## GIVEN INFORMATION
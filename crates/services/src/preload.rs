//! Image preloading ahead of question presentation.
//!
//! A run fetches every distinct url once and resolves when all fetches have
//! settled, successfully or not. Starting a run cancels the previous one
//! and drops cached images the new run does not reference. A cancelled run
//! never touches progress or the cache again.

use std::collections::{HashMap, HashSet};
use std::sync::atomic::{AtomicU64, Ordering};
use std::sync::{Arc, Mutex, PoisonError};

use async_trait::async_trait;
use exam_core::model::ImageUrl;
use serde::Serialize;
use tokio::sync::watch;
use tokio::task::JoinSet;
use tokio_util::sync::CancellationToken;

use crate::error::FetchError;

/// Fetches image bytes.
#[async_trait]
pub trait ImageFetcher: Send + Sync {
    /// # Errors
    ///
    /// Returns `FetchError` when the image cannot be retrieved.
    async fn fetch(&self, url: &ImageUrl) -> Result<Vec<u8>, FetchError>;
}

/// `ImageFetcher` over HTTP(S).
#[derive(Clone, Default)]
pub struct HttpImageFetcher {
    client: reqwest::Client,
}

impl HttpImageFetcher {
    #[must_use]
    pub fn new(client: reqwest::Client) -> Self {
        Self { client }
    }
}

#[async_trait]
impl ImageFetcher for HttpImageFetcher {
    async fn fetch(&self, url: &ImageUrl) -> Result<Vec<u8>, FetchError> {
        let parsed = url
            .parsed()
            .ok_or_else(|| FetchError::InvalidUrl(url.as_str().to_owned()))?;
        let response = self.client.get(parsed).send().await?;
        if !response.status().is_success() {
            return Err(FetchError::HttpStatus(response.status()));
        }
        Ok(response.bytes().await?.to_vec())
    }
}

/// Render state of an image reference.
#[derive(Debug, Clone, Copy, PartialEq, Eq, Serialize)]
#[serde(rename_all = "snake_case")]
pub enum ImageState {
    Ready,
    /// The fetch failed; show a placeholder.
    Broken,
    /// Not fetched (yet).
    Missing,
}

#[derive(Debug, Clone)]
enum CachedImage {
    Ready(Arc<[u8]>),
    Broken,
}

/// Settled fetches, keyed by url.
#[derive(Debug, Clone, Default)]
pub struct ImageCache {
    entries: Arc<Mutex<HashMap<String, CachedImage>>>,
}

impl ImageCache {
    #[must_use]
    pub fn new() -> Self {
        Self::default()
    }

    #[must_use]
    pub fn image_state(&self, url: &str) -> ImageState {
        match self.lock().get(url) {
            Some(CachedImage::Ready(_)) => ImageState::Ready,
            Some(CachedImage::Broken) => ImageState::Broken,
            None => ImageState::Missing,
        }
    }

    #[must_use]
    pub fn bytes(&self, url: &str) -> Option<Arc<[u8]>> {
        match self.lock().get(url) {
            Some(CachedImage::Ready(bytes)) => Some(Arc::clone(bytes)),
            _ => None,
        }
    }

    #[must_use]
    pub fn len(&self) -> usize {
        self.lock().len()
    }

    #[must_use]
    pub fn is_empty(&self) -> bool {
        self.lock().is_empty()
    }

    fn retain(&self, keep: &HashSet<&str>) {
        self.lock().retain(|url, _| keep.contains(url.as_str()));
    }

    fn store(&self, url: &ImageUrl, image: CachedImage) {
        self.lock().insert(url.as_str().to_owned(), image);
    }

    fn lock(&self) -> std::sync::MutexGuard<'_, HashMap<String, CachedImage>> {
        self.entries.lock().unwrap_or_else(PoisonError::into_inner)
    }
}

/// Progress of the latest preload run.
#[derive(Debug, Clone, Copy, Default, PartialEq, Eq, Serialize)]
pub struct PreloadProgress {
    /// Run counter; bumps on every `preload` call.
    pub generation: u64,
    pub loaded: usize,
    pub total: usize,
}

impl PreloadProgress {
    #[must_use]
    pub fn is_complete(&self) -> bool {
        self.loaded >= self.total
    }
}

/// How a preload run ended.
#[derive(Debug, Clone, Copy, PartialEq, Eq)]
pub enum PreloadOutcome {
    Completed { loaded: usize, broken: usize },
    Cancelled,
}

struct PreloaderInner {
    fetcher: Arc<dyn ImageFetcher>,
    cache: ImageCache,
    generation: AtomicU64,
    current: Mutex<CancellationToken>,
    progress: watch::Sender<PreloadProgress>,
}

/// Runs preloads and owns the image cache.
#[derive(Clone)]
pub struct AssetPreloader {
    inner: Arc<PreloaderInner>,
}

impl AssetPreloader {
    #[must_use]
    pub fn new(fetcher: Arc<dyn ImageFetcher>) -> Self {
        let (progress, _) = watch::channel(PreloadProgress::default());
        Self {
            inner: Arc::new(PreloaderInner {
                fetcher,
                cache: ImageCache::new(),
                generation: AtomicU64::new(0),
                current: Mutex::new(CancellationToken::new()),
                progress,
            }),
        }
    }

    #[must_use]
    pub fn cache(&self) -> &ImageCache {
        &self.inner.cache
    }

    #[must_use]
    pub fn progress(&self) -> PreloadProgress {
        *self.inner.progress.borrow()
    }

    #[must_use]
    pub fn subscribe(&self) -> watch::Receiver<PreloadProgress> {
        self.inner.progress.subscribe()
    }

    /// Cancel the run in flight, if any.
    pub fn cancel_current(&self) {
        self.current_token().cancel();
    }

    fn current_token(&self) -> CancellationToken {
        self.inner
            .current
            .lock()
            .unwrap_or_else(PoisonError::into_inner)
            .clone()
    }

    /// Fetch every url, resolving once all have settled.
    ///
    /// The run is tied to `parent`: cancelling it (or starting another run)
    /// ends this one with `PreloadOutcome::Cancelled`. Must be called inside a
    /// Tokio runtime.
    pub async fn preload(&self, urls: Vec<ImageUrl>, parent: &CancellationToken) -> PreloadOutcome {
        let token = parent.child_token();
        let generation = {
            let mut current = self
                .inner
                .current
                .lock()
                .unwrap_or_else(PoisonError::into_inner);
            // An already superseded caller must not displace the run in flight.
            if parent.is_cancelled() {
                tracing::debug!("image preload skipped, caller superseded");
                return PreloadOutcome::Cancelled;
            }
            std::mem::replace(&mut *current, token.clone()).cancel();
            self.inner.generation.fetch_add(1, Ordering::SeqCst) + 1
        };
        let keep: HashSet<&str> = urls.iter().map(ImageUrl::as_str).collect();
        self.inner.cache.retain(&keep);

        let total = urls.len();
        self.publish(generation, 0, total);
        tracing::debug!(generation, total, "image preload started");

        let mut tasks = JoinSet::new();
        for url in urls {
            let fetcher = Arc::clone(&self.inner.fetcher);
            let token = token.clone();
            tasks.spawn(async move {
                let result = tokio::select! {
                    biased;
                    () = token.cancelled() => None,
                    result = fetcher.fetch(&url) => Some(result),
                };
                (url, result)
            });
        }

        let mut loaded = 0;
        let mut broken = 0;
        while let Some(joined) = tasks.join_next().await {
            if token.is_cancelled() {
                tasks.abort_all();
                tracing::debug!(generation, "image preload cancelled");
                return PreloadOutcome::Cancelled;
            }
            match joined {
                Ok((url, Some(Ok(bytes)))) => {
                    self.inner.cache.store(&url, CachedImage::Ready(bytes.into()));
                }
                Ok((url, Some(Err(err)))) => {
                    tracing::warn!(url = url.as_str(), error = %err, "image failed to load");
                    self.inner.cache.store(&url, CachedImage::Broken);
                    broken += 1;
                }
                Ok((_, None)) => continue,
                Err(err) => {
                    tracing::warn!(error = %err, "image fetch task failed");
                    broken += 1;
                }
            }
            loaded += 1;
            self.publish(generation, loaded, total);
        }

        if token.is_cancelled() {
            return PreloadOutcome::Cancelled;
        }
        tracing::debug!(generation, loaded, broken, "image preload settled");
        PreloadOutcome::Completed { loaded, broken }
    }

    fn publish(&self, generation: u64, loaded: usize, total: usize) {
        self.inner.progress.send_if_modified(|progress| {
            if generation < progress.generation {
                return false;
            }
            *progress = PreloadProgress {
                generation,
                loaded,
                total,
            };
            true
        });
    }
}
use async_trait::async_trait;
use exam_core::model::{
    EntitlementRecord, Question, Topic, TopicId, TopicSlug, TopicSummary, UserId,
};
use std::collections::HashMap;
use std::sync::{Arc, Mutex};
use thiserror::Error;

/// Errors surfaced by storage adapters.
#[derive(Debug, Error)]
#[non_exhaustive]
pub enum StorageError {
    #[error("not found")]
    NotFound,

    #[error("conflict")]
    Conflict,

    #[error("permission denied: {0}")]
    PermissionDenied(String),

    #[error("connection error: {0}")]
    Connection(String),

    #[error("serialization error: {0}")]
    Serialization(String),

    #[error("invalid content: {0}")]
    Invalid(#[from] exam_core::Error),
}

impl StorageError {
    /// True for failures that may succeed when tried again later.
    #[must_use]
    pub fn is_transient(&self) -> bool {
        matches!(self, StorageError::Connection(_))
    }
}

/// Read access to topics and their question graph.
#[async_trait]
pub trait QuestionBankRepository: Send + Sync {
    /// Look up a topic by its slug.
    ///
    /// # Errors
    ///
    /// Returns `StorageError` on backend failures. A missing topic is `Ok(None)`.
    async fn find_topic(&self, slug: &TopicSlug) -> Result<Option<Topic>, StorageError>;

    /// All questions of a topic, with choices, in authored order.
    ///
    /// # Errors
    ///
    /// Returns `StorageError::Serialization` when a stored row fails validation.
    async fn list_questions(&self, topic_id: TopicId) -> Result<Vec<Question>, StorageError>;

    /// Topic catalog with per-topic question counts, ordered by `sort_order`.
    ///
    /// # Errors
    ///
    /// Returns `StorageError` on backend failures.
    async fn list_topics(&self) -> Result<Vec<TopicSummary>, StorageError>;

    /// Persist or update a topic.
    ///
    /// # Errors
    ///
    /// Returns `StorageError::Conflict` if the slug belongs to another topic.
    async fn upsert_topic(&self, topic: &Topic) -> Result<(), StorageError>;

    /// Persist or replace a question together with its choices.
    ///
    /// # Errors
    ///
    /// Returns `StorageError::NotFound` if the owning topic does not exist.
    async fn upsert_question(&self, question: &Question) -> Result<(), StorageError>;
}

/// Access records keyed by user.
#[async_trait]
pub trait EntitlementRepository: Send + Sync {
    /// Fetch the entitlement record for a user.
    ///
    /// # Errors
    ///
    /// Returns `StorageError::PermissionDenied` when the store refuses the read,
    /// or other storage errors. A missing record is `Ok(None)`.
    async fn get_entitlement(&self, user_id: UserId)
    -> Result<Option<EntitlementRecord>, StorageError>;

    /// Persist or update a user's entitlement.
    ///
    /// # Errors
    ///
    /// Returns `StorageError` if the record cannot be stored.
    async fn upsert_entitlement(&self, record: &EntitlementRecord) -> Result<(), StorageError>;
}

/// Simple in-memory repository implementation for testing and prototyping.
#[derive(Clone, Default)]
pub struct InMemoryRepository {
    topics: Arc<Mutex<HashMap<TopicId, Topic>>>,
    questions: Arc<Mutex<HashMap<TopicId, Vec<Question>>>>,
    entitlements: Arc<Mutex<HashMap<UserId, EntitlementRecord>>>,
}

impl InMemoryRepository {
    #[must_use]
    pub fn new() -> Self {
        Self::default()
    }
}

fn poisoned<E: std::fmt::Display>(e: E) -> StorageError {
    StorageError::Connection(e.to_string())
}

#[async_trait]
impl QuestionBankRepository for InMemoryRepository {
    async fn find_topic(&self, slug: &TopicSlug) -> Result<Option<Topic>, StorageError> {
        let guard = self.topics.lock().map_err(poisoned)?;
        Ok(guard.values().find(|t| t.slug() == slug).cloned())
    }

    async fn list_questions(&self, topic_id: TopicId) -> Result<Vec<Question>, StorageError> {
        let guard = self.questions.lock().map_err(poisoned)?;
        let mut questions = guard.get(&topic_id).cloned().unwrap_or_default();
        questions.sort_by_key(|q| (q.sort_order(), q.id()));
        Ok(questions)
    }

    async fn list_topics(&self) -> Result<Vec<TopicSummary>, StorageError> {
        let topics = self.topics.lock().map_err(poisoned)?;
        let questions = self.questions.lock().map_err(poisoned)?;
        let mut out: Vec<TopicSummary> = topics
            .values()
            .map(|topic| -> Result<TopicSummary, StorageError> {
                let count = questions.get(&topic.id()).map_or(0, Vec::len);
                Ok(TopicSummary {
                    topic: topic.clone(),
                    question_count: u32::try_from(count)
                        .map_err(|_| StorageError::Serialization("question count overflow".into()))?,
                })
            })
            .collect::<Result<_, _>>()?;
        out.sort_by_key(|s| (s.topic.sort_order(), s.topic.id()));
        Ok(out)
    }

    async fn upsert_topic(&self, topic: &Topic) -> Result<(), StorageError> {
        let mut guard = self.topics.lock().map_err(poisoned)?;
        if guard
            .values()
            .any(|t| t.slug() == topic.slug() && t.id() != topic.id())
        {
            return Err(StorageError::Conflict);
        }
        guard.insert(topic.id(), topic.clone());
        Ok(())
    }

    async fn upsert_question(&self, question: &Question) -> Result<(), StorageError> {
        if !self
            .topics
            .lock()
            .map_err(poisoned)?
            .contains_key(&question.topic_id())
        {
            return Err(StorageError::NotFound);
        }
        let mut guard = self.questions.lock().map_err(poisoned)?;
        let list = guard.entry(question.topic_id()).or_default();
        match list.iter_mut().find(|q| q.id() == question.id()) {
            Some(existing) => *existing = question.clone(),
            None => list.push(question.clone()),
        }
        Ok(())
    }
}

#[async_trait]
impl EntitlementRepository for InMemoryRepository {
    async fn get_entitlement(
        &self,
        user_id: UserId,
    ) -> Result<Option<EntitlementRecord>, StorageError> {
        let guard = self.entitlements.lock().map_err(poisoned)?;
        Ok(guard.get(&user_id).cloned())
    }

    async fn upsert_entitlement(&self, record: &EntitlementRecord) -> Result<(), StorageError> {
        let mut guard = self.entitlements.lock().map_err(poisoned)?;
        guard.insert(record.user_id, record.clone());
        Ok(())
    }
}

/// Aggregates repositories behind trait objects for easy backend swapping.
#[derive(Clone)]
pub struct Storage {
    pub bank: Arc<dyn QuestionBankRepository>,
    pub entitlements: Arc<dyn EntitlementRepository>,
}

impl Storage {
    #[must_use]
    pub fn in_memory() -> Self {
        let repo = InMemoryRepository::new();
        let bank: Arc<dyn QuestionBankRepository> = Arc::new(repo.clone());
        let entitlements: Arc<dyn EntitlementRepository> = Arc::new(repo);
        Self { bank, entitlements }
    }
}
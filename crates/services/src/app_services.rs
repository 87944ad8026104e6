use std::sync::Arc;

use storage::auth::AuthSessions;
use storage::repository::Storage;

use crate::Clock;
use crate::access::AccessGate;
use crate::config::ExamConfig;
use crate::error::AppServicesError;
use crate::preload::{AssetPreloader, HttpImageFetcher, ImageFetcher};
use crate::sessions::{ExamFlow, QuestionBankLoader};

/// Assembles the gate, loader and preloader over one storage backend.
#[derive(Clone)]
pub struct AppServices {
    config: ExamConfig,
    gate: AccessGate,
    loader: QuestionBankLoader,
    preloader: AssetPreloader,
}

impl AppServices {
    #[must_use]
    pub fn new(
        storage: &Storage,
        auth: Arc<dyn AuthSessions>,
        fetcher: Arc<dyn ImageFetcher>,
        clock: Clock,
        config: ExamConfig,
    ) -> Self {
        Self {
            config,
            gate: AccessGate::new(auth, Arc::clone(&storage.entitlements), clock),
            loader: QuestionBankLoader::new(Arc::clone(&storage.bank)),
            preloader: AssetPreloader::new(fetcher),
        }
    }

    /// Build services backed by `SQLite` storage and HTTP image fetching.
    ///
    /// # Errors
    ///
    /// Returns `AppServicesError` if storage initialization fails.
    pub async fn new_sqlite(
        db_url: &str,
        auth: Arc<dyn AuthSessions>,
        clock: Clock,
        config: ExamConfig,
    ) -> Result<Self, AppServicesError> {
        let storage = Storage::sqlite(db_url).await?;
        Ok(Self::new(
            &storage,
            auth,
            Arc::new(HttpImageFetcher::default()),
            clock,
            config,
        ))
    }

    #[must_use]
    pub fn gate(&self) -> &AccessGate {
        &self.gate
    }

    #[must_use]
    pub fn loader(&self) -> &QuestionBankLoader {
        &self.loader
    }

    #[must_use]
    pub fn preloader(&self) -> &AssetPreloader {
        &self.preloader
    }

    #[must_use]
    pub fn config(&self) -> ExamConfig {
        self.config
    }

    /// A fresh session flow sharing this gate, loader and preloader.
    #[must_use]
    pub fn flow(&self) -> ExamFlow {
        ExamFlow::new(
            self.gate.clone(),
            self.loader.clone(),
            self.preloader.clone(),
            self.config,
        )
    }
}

## YOUR ASSIGNMENT
Check every line of the listing above for the string "HttpImageFetcher", and give the number of lines that have it, nothing more.

## TASK ANSWER
5